Data records
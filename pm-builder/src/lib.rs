//! The expression stack DSL a caller uses to describe a pattern set:
//! `push_term`/`push_expression`/`push_pattern` build a postfix stack of
//! events and compiled sub-programs, `attach_variable` names the top node's
//! occurrence for later retrieval, and `define_pattern` promotes a node to a
//! named, independently matchable result.
//!
//! This crate owns symbol interning for pattern and variable names; the
//! compiled [`ProgramTable`] only ever sees packed numeric ids.

mod error;

use pm_events::{EventHandle, EventKind, SymbolTable};
use pm_model::JoinOp;
use pm_table::{compile_join_op, JoinMember, OptimizeOptions, ProgramTable};

pub use error::BuilderError;

/// One node on the expression stack: the event it produces, the program
/// that produces it (`None` for a bare term/pattern reference with no
/// subexpression of its own), and an optional attached variable name.
#[derive(Debug, Clone, Copy)]
struct StackElement {
    event: EventHandle,
    program: Option<u32>,
    variable: u32,
}

impl StackElement {
    fn leaf(event: EventHandle) -> Self {
        Self {
            event,
            program: None,
            variable: 0,
        }
    }
}

/// The finished output of [`Builder::compile`]: a ready-to-run program
/// table plus the symbol tables needed to turn result/variable ids back
/// into names when results are fetched.
#[derive(Debug)]
pub struct CompiledAutomaton {
    pub table: ProgramTable,
    pub patterns: SymbolTable,
    pub variables: SymbolTable,
}

/// Builds a [`ProgramTable`] from a sequence of stack operations.
#[derive(Debug, Default)]
pub struct Builder {
    table: ProgramTable,
    patterns: SymbolTable,
    variables: SymbolTable,
    stack: Vec<StackElement>,
    expression_event_cnt: u32,
}

impl Builder {
    pub fn new() -> Self {
        Self::default()
    }

    /// Attach a document-frequency statistic to a term, consulted by the
    /// optimizer's key-event selection.
    pub fn define_term_frequency(&mut self, term_id: u32, df: u32) -> Result<(), BuilderError> {
        self.table.define_term_frequency(term_id, df)?;
        Ok(())
    }

    /// Push a bare term reference.
    pub fn push_term(&mut self, term_id: u32) -> Result<(), BuilderError> {
        let event = EventHandle::new(EventKind::Term, term_id)?;
        self.stack.push(StackElement::leaf(event));
        tracing::trace!(target: "pm.builder", term_id, "pushed_term");
        Ok(())
    }

    /// Push a reference to another (possibly not-yet-defined) named pattern.
    pub fn push_pattern(&mut self, name: &str) -> Result<(), BuilderError> {
        let id = self.patterns.get_or_create(name)?;
        let event = EventHandle::new(EventKind::Reference, id)?;
        self.stack.push(StackElement::leaf(event));
        tracing::trace!(target: "pm.builder", name, "pushed_pattern_reference");
        Ok(())
    }

    /// Pop the top `argc` stack nodes, compile them into one `join_op`
    /// program, and push the resulting synthetic event back as a single
    /// node.
    pub fn push_expression(
        &mut self,
        join_op: JoinOp,
        argc: usize,
        range: u32,
        cardinality: u32,
    ) -> Result<(), BuilderError> {
        if argc > self.stack.len() {
            return Err(BuilderError::StackUnderflow {
                argc,
                available: self.stack.len(),
            });
        }

        self.expression_event_cnt += 1;
        let slot_event = EventHandle::new(EventKind::Expression, self.expression_event_cnt)?;

        let start = self.stack.len() - argc;
        let members: Vec<JoinMember> = self.stack[start..]
            .iter()
            .map(|elem| JoinMember::new(elem.event, elem.variable))
            .collect();

        let compiled = compile_join_op(join_op, &members, range, cardinality, slot_event, 0)?;
        let program = self.table.install_join(compiled)?;

        self.stack.truncate(start);
        self.stack.push(StackElement {
            event: slot_event,
            program: Some(program),
            variable: 0,
        });
        tracing::trace!(target: "pm.builder", ?join_op, argc, range, cardinality, program, "pushed_expression");
        Ok(())
    }

    /// Name the top stack node's occurrence so it is retrievable from a
    /// fired result's binding list.
    pub fn attach_variable(&mut self, name: &str) -> Result<(), BuilderError> {
        let variable_id = self.variables.get_or_create(name)?;
        let elem = self.stack.last_mut().ok_or(BuilderError::EmptyStack)?;
        if elem.variable != 0 {
            return Err(BuilderError::VariableAlreadyAttached { variable: elem.variable });
        }
        elem.variable = variable_id;
        tracing::trace!(target: "pm.builder", name, "attached_variable");
        Ok(())
    }

    /// Promote the top stack node to a named, independently matchable
    /// pattern. A bare leaf node (no subexpression yet) is implicitly
    /// wrapped in a one-witness `Any` program first. The node is left on
    /// the stack afterward, so it may still be referenced by later
    /// expressions.
    pub fn define_pattern(&mut self, name: &str, visible: bool) -> Result<(), BuilderError> {
        let result_id = self.patterns.get_or_create(name)?;
        let result_event = EventHandle::new(EventKind::Reference, result_id)?;

        let (program, had_variable) = {
            let elem = self.stack.last().ok_or(BuilderError::EmptyStack)?;
            (elem.program, elem.variable)
        };

        let program = match program {
            None => {
                let elem = *self.stack.last().unwrap();
                let compiled = compile_join_op(JoinOp::Any, &[JoinMember::new(elem.event, elem.variable)], 0, 1, result_event, 0)?;
                self.table.install_join(compiled)?
            }
            Some(program) => {
                if had_variable != 0 {
                    return Err(BuilderError::VariableOnCompoundPattern);
                }
                program
            }
        };

        let result_handle = if visible { result_id } else { 0 };
        self.table.define_program_result(program, result_event, result_handle)?;

        let elem = self.stack.last_mut().unwrap();
        elem.program = Some(program);

        tracing::debug!(target: "pm.builder", name, visible, program, "defined_pattern");
        Ok(())
    }

    /// Run the optimizer and hand back the finished table plus symbol
    /// tables. Consumes the builder: once compiled, an automaton is
    /// immutable.
    pub fn compile(mut self, opts: OptimizeOptions) -> Result<CompiledAutomaton, BuilderError> {
        self.table.optimize(opts)?;
        Ok(CompiledAutomaton {
            table: self.table,
            patterns: self.patterns,
            variables: self.variables,
        })
    }
}

#[cfg(test)]
mod tests {
    use super::*;

    #[test]
    fn push_expression_rejects_more_args_than_the_stack_holds() {
        let mut builder = Builder::new();
        builder.push_term(1).unwrap();
        let err = builder.push_expression(JoinOp::Sequence, 2, 10, 0).unwrap_err();
        assert!(matches!(err, BuilderError::StackUnderflow { argc: 2, available: 1 }));
    }

    #[test]
    fn attach_variable_on_empty_stack_is_rejected() {
        let mut builder = Builder::new();
        let err = builder.attach_variable("x").unwrap_err();
        assert!(matches!(err, BuilderError::EmptyStack));
    }

    #[test]
    fn attach_variable_twice_on_the_same_node_is_rejected() {
        let mut builder = Builder::new();
        builder.push_term(1).unwrap();
        builder.attach_variable("x").unwrap();
        let err = builder.attach_variable("y").unwrap_err();
        assert!(matches!(err, BuilderError::VariableAlreadyAttached { .. }));
    }

    #[test]
    fn define_pattern_wraps_a_bare_term_in_an_any_program() {
        let mut builder = Builder::new();
        builder.push_term(1).unwrap();
        builder.define_pattern("greeting", true).unwrap();
        let compiled = builder.compile(OptimizeOptions::default()).unwrap();
        assert_eq!(compiled.table.nof_programs(), 1);
        assert_eq!(compiled.patterns.get("greeting"), Some(1));
    }

    #[test]
    fn sequence_expression_compiles_into_one_program_and_collapses_the_stack() {
        let mut builder = Builder::new();
        builder.push_term(1).unwrap();
        builder.push_term(2).unwrap();
        builder.push_expression(JoinOp::Sequence, 2, 10, 0).unwrap();
        builder.define_pattern("greeting", true).unwrap();
        let compiled = builder.compile(OptimizeOptions::default()).unwrap();
        assert_eq!(compiled.table.nof_programs(), 1);
        assert_eq!(compiled.table.program(0).unwrap().triggers.len(), 2);
    }

    #[test]
    fn variable_on_a_subexpression_pattern_is_rejected() {
        let mut builder = Builder::new();
        builder.push_term(1).unwrap();
        builder.push_term(2).unwrap();
        builder.push_expression(JoinOp::Sequence, 2, 10, 0).unwrap();
        builder.attach_variable("v").unwrap();
        let err = builder.define_pattern("greeting", true).unwrap_err();
        assert!(matches!(err, BuilderError::VariableOnCompoundPattern));
    }
}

WORK INSTRUCTION = In the records above, find each line holding "later" and copy it.

RESPONSE TO THIS EXERCISE =
//! occurrence for later retrieval, and `define_pattern` promotes a node to a
    /// the stack afterward, so it may still be referenced by later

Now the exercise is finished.